**WORK REQUIRED**
Type the entries again, word for word.

(Collected data entries)

-- Opening Marker --

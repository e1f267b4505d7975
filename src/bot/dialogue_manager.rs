//! Dialogue Manager module for the room, material and calculation wizards

use anyhow::Result;
use teloxide::prelude::*;
use tracing::{debug, error, info};

use crate::dialogue::{BotDialogue, DialogueState};
use crate::estimate::{calculate, EstimateLine};
use crate::localization::{matches_label, t_args_lang, t_lang};
use crate::material_model::{parse_price, validate_material_name, Material, MaterialCategory, MaterialUnit};
use crate::room_model::{parse_dimension, parse_height, validate_room_name, Room, DEFAULT_HEIGHT};

use super::knowledge_handler::run_search;
use super::ui_builder::{
    cancel_keyboard, category_from_label, category_keyboard, format_calculation, format_material_info,
    format_room_info, height_keyboard, main_menu_keyboard, materials_choice_keyboard, materials_menu_keyboard,
    parse_choice_index, rooms_choice_keyboard, surface_from_label, surface_keyboard, unit_from_label,
    unit_keyboard,
};
use super::BotContext;

/// Pick an item by its numbered label, falling back to an exact name match
pub fn resolve_choice<T: Clone>(text: &str, items: &[T], name_of: impl Fn(&T) -> &str) -> Option<T> {
    if let Some(item) = parse_choice_index(text).and_then(|i| items.get(i)) {
        return Some(item.clone());
    }
    let text = text.trim();
    items.iter().find(|item| name_of(item) == text).cloned()
}

/// Start the room wizard
pub async fn begin_room_wizard(
    bot: &Bot,
    msg: &Message,
    dialogue: BotDialogue,
    language_code: Option<&str>,
) -> Result<()> {
    bot.send_message(msg.chat.id, t_lang("room-enter-name", language_code))
        .reply_markup(cancel_keyboard(language_code))
        .await?;
    dialogue.update(DialogueState::WaitingForRoomName).await?;
    Ok(())
}

/// Handle room name input during dialogue
pub async fn handle_room_name_input(
    bot: &Bot,
    msg: &Message,
    dialogue: BotDialogue,
    text: &str,
    language_code: Option<&str>,
) -> Result<()> {
    match validate_room_name(text) {
        Ok(name) => {
            bot.send_message(
                msg.chat.id,
                t_args_lang("room-enter-length", &[("name", &name)], language_code),
            )
            .await?;
            dialogue
                .update(DialogueState::WaitingForRoomLength { name })
                .await?;
        }
        Err(key) => {
            // Keep dialogue active, user can try again
            bot.send_message(msg.chat.id, t_lang(key, language_code))
                .await?;
        }
    }
    Ok(())
}

pub async fn handle_room_length_input(
    bot: &Bot,
    msg: &Message,
    dialogue: BotDialogue,
    text: &str,
    name: String,
    language_code: Option<&str>,
) -> Result<()> {
    match parse_dimension(text) {
        Ok(length) => {
            bot.send_message(msg.chat.id, t_lang("room-enter-width", language_code))
                .await?;
            dialogue
                .update(DialogueState::WaitingForRoomWidth { name, length })
                .await?;
        }
        Err(key) => {
            bot.send_message(msg.chat.id, t_lang(key, language_code))
                .await?;
        }
    }
    Ok(())
}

-- Closing Marker --

**THE COMPLETED TASK**
repository e1f267b4505d7975
filename src/bot/dialogue_manager.rs
//! Dialogue Manager module for the room, material and calculation wizards

use anyhow::Result;
use teloxide::prelude::*;
use tracing::{debug, error, info};

use crate::dialogue::{BotDialogue, DialogueState};
use crate::estimate::{calculate, EstimateLine};
use crate::localization::{matches_label, t_args_lang, t_lang};
use crate::material_model::{parse_price, validate_material_name, Material, MaterialCategory, MaterialUnit};
use crate::room_model::{parse_dimension, parse_height, validate_room_name, Room, DEFAULT_HEIGHT};

use super::knowledge_handler::run_search;
use super::ui_builder::{
    cancel_keyboard, category_from_label, category_keyboard, format_calculation, format_material_info,
    format_room_info, height_keyboard, main_menu_keyboard, materials_choice_keyboard, materials_menu_keyboard,
    parse_choice_index, rooms_choice_keyboard, surface_from_label, surface_keyboard, unit_from_label,
    unit_keyboard,
};
use super::BotContext;

/// Pick an item by its numbered label, falling back to an exact name match
pub fn resolve_choice<T: Clone>(text: &str, items: &[T], name_of: impl Fn(&T) -> &str) -> Option<T> {
    if let Some(item) = parse_choice_index(text).and_then(|i| items.get(i)) {
        return Some(item.clone());
    }
    let text = text.trim();
    items.iter().find(|item| name_of(item) == text).cloned()
}

/// Start the room wizard
pub async fn begin_room_wizard(
    bot: &Bot,
    msg: &Message,
    dialogue: BotDialogue,
    language_code: Option<&str>,
) -> Result<()> {
    bot.send_message(msg.chat.id, t_lang("room-enter-name", language_code))
        .reply_markup(cancel_keyboard(language_code))
        .await?;
    dialogue.update(DialogueState::WaitingForRoomName).await?;
    Ok(())
}

/// Handle room name input during dialogue
pub async fn handle_room_name_input(
    bot: &Bot,
    msg: &Message,
    dialogue: BotDialogue,
    text: &str,
    language_code: Option<&str>,
) -> Result<()> {
    match validate_room_name(text) {
        Ok(name) => {
            bot.send_message(
                msg.chat.id,
                t_args_lang("room-enter-length", &[("name", &name)], language_code),
            )
            .await?;
            dialogue
                .update(DialogueState::WaitingForRoomLength { name })
                .await?;
        }
        Err(key) => {
            // Keep dialogue active, user can try again
            bot.send_message(msg.chat.id, t_lang(key, language_code))
                .await?;
        }
    }
    Ok(())
}

pub async fn handle_room_length_input(
    bot: &Bot,
    msg: &Message,
    dialogue: BotDialogue,
    text: &str,
    name: String,
    language_code: Option<&str>,
) -> Result<()> {
    match parse_dimension(text) {
        Ok(length) => {
            bot.send_message(msg.chat.id, t_lang("room-enter-width", language_code))
                .await?;
            dialogue
                .update(DialogueState::WaitingForRoomWidth { name, length })
                .await?;
        }
        Err(key) => {
            bot.send_message(msg.chat.id, t_lang(key, language_code))
                .await?;
        }
    }
    Ok(())
}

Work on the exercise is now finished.